= TASK DIRECTIONS =
For each line in the data that includes "format", make a copy.

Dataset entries
// ============================================================================
// API Client : Frankfurter
// ============================================================================
// Récupère les devises et les taux de change depuis api.frankfurter.app
// (taux publiés chaque jour par la Banque Centrale Européenne)
//
// Endpoints utilisés :
// - GET /currencies                          → catalogue des devises
// - GET /latest?amount=1&from=USD&to=EUR     → taux unitaire actuel
// - GET /2024-02-28?amount=1&from=USD&to=EUR → taux unitaire historique
// - GET /latest?from=USD&to=EUR,GBP,...      → taux pour plusieurs devises
// ============================================================================

use std::collections::BTreeMap;

use anyhow::{Context, Result};
use chrono::NaiveDate;
use serde::de::DeserializeOwned;
use serde::Deserialize;
use tracing::{debug, error, info, instrument};

use crate::models::{Catalog, RateTable};

/// URL publique de l'API
pub const DEFAULT_BASE_URL: &str = "https://api.frankfurter.app";

// ============================================================================
// Structures pour parser la réponse JSON de Frankfurter
// ============================================================================

/// Réponse commune à /latest et /{date}
///
/// Exemple :
/// {"amount":1.0,"base":"USD","date":"2024-02-28","rates":{"EUR":0.9245}}
#[derive(Debug, Deserialize)]
struct RatesResponse {
    base: String,
    date: NaiveDate,
    rates: BTreeMap<String, f64>,
}

// ============================================================================
// Client
// ============================================================================

/// Client HTTP pour l'API Frankfurter
///
/// CONCEPT RUST : Clone bon marché
/// - reqwest::Client partage son pool de connexions en interne (Arc)
/// - Cloner le client pour chaque tâche async ne recrée pas de connexions
#[derive(Debug, Clone)]
pub struct FrankfurterClient {
    base_url: String,
    http: reqwest::Client,
}

impl FrankfurterClient {
    /// Crée un client pointant vers `base_url` (sans slash final)
    pub fn new(base_url: &str) -> Result<Self> {
        let http = reqwest::Client::builder()
            .user_agent(concat!("lazyfx/", env!("CARGO_PKG_VERSION")))
            .build()
            .context("Échec de la création du client HTTP")?;

        Ok(Self {
            base_url: base_url.trim_end_matches('/').to_string(),
            http,
        })
    }

    /// URL de base utilisée par le client
    #[cfg(test)]
    fn base_url(&self) -> &str {
        &self.base_url
    }

    /// Récupère le catalogue complet des devises supportées
    #[instrument(skip(self))]
    pub async fn fetch_currencies(&self) -> Result<Catalog> {
        let currencies: BTreeMap<String, String> = self.get_json("/currencies", &[]).await?;
        info!(count = currencies.len(), "Currency catalog fetched");
        Ok(Catalog::new(currencies))
    }

    /// Taux unitaire actuel : 1 `from` = X `to`
    #[instrument(skip(self))]
    pub async fn fetch_latest_rate(&self, from: &str, to: &str) -> Result<f64> {
        self.fetch_unit_rate("/latest", from, to).await
    }

    /// Taux unitaire à une date donnée
    #[instrument(skip(self))]
    pub async fn fetch_historical_rate(&self, date: NaiveDate, from: &str, to: &str) -> Result<f64> {
        let path = format!("/{}", date.format("%Y-%m-%d"));
        self.fetch_unit_rate(&path, from, to).await
    }

    /// Taux actuels de plusieurs devises relatifs à `base`
    ///
    /// La devise de base est retirée du résultat si l'API la renvoie.
    #[instrument(skip(self, targets), fields(targets = targets.len()))]
    pub async fn fetch_rates(&self, base: &str, targets: &[&str]) -> Result<RateTable> {
        let to = targets.join(",");
        let response: RatesResponse = self
            .get_json("/latest", &[("from", base), ("to", to.as_str())])
            .await?;

        debug!(base = %response.base, date = %response.date, count = response.rates.len(), "Received rate table");
        Ok(RateTable::new(base, response.rates))
    }

    /// Requête commune aux taux unitaires (amount=1)
    async fn fetch_unit_rate(&self, path: &str, from: &str, to: &str) -> Result<f64> {
        let response: RatesResponse = self
            .get_json(path, &[("amount", "1"), ("from", from), ("to", to)])
            .await?;

        let rate = response
            .rates
            .get(to)
            .copied()
            .with_context(|| format!("Taux {} absent de la réponse ({} au {})", to, response.base, response.date))?;

        debug!(from = %from, to = %to, rate, date = %response.date, "Unit rate fetched");
        Ok(rate)
    }

    /// Envoie un GET et désérialise la réponse JSON
    ///
    /// CONCEPT RUST : Générique avec trait bound
    /// - T: DeserializeOwned : n'importe quel type désérialisable sans emprunt
    /// - Le type est choisi par l'appelant (annotation de la variable)
    async fn get_json<T: DeserializeOwned>(&self, path: &str, query: &[(&str, &str)]) -> Result<T> {
        let url = format!("{}{}", self.base_url, path);
        debug!(url = %url, ?query, "Sending HTTP request to Frankfurter");

        let response = self
            .http
            .get(&url)
            .query(query)
            .send()
            .await
            .context("Échec de la requête HTTP vers Frankfurter")?;

        let status = response.status();
        debug!(status = %status, "Received HTTP response");

        // Vérifie que la réponse est un succès HTTP (200-299)
        if !status.is_success() {
            error!(status = %status, url = %url, "Frankfurter returned error status");
            anyhow::bail!("Frankfurter a retourné une erreur : HTTP {}", status);
        }

        let body = response
            .text()
            .await
            .context("Échec de la lecture de la réponse Frankfurter")?;

        // Parse à la main pour pouvoir logger le corps reçu en cas d'erreur
        match serde_json::from_str::<T>(&body) {
            Ok(data) => Ok(data),
            Err(e) => {
                error!(error = ?e, response = %body, "Failed to parse Frankfurter response");
                Err(e).context("Échec du parsing JSON de la réponse Frankfurter")
            }
        }
    }
}

// ============================================================================
// Tests unitaires
// ============================================================================
// Les tests utilisent un faux serveur HTTP (wiremock) : pas de réseau
// ============================================================================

= WRITTEN REPLY =
        let path = format!("/{}", date.format("%Y-%m-%d"));
            .with_context(|| format!("Taux {} absent de la réponse ({} au {})", to, response.base, response.date))?;
        let url = format!("{}{}", self.base_url, path);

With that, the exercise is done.